▶ **Work instructions**
Among the entries below, take the line with "server-to-client packet sent" and the line with "Tell every remaining", and output them and every line between them exactly, with nothing else.

-- -- --

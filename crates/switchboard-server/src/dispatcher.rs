//! Packet framing and request handlers.
//!
//! [`PacketDispatcher::drain`] pulls every complete packet out of a session's
//! receive buffer and routes it to a handler. Handlers answer with typed
//! result codes; only framing violations are fatal to the connection.

use crate::error::{FramingError, RegistryError};
use crate::registry::SessionRegistry;
use crate::session::Session;
use crate::store::{CredentialStore, generate_token, hash_password};
use bytes::Bytes;
use std::sync::Arc;
use std::time::Duration;
use switchboard_proto::{
    BroadcastRequest, BroadcastResponse, DecodeError, HEADER_SIZE, LoginRequest, LoginResponse,
    MAX_PACKET_SIZE, MessageField, NameField, Packet, PacketHeader, ResultCode, UserJoinNotify,
    UserLeaveNotify, WhisperRequest, WhisperResponse,
};

/// Routes decoded packets to the login, broadcast and whisper handlers.
pub struct PacketDispatcher {
    registry: Arc<SessionRegistry>,
    store: Arc<dyn CredentialStore>,
    token_ttl: Duration,
}

impl PacketDispatcher {
    /// Create a dispatcher over `registry` and `store`.
    pub fn new(
        registry: Arc<SessionRegistry>,
        store: Arc<dyn CredentialStore>,
        token_ttl: Duration,
    ) -> Self {
        Self {
            registry,
            store,
            token_ttl,
        }
    }

    /// Dispatch every complete packet buffered for connection `session_id`.
    ///
    /// Stops when the buffer holds less than a header or less than the
    /// declared packet size, or once the connection no longer owns the
    /// slot. Returns the number of packets consumed.
    ///
    /// # Errors
    ///
    /// Returns `FramingError` when a header declares a size the stream can
    /// never satisfy; the connection must be torn down.
    pub fn drain(&self, session: &Arc<Session>, session_id: u32) -> Result<usize, FramingError> {
        let mut packet = [0u8; MAX_PACKET_SIZE];
        let mut consumed = 0;

        loop {
            let next = session.with_inbound_for(session_id, |ring| {
                let mut raw = [0u8; HEADER_SIZE];
                if !ring.peek(&mut raw) {
                    return Ok(None);
                }

                let size = PacketHeader::from_bytes(&raw).total_size();
                if size > MAX_PACKET_SIZE {
                    return Err(FramingError::Oversized {
                        size,
                        limit: MAX_PACKET_SIZE,
                    });
                }
                if size < HEADER_SIZE {
                    return Err(FramingError::Undersized { size });
                }

                if !ring.peek(&mut packet[..size]) {
                    return Ok(None);
                }
                ring.consume(size);
                Ok(Some(size))
            });

            // An error here means the slot was closed or recycled under us
            let Ok(next) = next else {
                break;
            };
            let Some(size) = next? else {
                break;
            };

            self.dispatch(session, session_id, &packet[..size]);
            consumed += 1;
        }

        Ok(consumed)
    }

    /// Decode one complete packet from connection `session_id` and run its
    /// handler.
    pub fn dispatch(&self, session: &Arc<Session>, session_id: u32, bytes: &[u8]) {
        match Packet::decode(bytes) {
            Ok(Packet::LoginRequest(request)) => self.handle_login(session, session_id, &request),
            Ok(Packet::BroadcastRequest(request)) => {
                self.handle_broadcast(session, session_id, request);
            }
            Ok(Packet::WhisperRequest(request)) => {
                self.handle_whisper(session, session_id, &request);
            }
            Ok(other) => {
                tracing::warn!(
                    session_id,
                    packet_type = %other.packet_type(),
                    "Ignoring server-to-client packet sent by client"
                );
            }
            Err(DecodeError::UnknownType { code }) => {
                tracing::warn!(
                    session_id,
                    code,
                    size = bytes.len(),
                    "Skipping unknown packet type"
                );
            }
            Err(err) => {
                tracing::warn!(session_id, error = %err, "Dropping malformed packet");
            }
        }
    }

    /// Tell every remaining authenticated session that `username` left.
    pub fn announce_departure(&self, username: &str) -> usize {
        let notify = Packet::UserLeaveNotify(UserLeaveNotify {
            user: NameField::truncated(username),
        });
        encode(&notify).map_or(0, |bytes| self.registry.broadcast(None, &bytes))
    }

    fn handle_login(&self, session: &Arc<Session>, session_id: u32, request: &LoginRequest) {
        let result = self.login(session, session_id, request);
        send_packet(
            session,
            session_id,
            &Packet::LoginResponse(LoginResponse { result }),
        );

        if result.is_success() {
            let username = request.username.to_string_lossy();
            tracing::info!(session_id, %username, "User logged in");

            let notify = Packet::UserJoinNotify(UserJoinNotify {
                user: request.username.clone(),
            });
            if let Some(bytes) = encode(&notify) {
                self.registry.broadcast(Some(session.as_ref()), &bytes);
            }
        } else {
            tracing::info!(
                session_id,
                user_id = %request.user_id,
                %result,
                "Login rejected"
            );
        }
    }

    fn login(&self, session: &Arc<Session>, session_id: u32, request: &LoginRequest) -> ResultCode {
        if session.username_for(session_id).is_some() {
            return ResultCode::AlreadyLoggedIn;
        }

        let user_id = request.user_id.to_string_lossy();
        let username = request.username.to_string_lossy();
        if username.is_empty() {
            return ResultCode::InvalidPacket;
        }

        let stored = match self.store.password_hash(&user_id) {
            Ok(Some(hash)) => hash,
            Ok(None) => return ResultCode::UserNotFound,
            Err(err) => {
                tracing::error!(%user_id, error = %err, "Password lookup failed");
                return ResultCode::ServerError;
            }
        };
        if hash_password(&request.password.to_string_lossy()) != stored {
            return ResultCode::AuthFailed;
        }

        if self.registry.find_by_name(&username).is_some() {
            return ResultCode::AlreadyLoggedIn;
        }

        let token = generate_token();
        if let Err(err) = self
            .store
            .create_session_token(&token, &user_id, self.token_ttl)
        {
            tracing::error!(%user_id, error = %err, "Failed to create session token");
            return ResultCode::ServerError;
        }
        if let Err(err) = self.store.set_online_presence(&username, session_id) {
            tracing::error!(%username, error = %err, "Failed to set online presence");
            self.discard_token(&token);
            return ResultCode::ServerError;
        }

        match self
            .registry
            .register_authenticated(session, session_id, &username, token.clone())
        {
            Ok(()) => ResultCode::Success,
            Err(RegistryError::NameTaken(_)) => {
                // Lost a race with a concurrent login of the same name
                self.discard_token(&token);
                if let Some(winner) = self.registry.find_by_name(&username)
                    && let Err(err) = self.store.set_online_presence(&username, winner.id())
                {
                    tracing::warn!(%username, error = %err, "Failed to restore online presence");
                }
                ResultCode::AlreadyLoggedIn
            }
            Err(RegistryError::InvalidSession(_)) => {
                self.discard_token(&token);
                if let Err(err) = self.store.clear_online_presence(&username) {
                    tracing::warn!(%username, error = %err, "Failed to clear online presence");
                }
                ResultCode::ServerError
            }
        }
    }

    fn handle_broadcast(&self, session: &Arc<Session>, session_id: u32, request: BroadcastRequest) {
        let Some(username) = session.username_for(session_id) else {
            tracing::debug!(session_id, "Ignoring broadcast before login");
            return;
        };

        let response = Packet::BroadcastResponse(BroadcastResponse {
            user: NameField::truncated(&username),
            message: request.message,
        });
        if let Some(bytes) = encode(&response) {
            let delivered = self.registry.broadcast(Some(session.as_ref()), &bytes);
            tracing::debug!(session_id, delivered, "Broadcast relayed");
        }
    }

    fn handle_whisper(&self, session: &Arc<Session>, session_id: u32, request: &WhisperRequest) {
        let Some(username) = session.username_for(session_id) else {
            tracing::debug!(session_id, "Ignoring whisper before login");
            return;
        };

        let receiver = request.receiver.to_string_lossy();
        let whisper = Packet::WhisperResponse(WhisperResponse {
            result: ResultCode::Success,
            sender: NameField::truncated(&username),
            message: request.message.clone(),
        });
        let Some(bytes) = encode(&whisper) else {
            return;
        };
        if let Some(delivered) = self.registry.send_to(&receiver, bytes) {
            tracing::debug!(session_id, %receiver, delivered, "Whisper relayed");
            return;
        }

        tracing::debug!(session_id, %receiver, "Whisper target not found");
        send_packet(
            session,
            session_id,
            &Packet::WhisperResponse(WhisperResponse {
                result: ResultCode::UserNotFound,
                sender: NameField::default(),
                message: MessageField::truncated(&format!("User '{receiver}' not found")),
            }),
        );
    }

    fn discard_token(&self, token: &str) {
        if let Err(err) = self.store.delete_session_token(token) {
            tracing::warn!(error = %err, "Failed to delete session token");
        }
    }
}

fn encode(packet: &Packet) -> Option<Bytes> {
    match packet.encode() {
        Ok(bytes) => Some(Bytes::from(bytes)),
        Err(err) => {
            tracing::error!(packet_type = %packet.packet_type(), error = %err, "Failed to encode packet");
            None
        }
    }
}

fn send_packet(session: &Session, session_id: u32, packet: &Packet) -> bool {
    encode(packet).is_some_and(|bytes| session.send_for(session_id, bytes))
}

-- -- --

▶ **Response to this task**
                    "Ignoring server-to-client packet sent by client"
                );
            }
            Err(DecodeError::UnknownType { code }) => {
                tracing::warn!(
                    session_id,
                    code,
                    size = bytes.len(),
                    "Skipping unknown packet type"
                );
            }
            Err(err) => {
                tracing::warn!(session_id, error = %err, "Dropping malformed packet");
            }
        }
    }

    /// Tell every remaining authenticated session that `username` left.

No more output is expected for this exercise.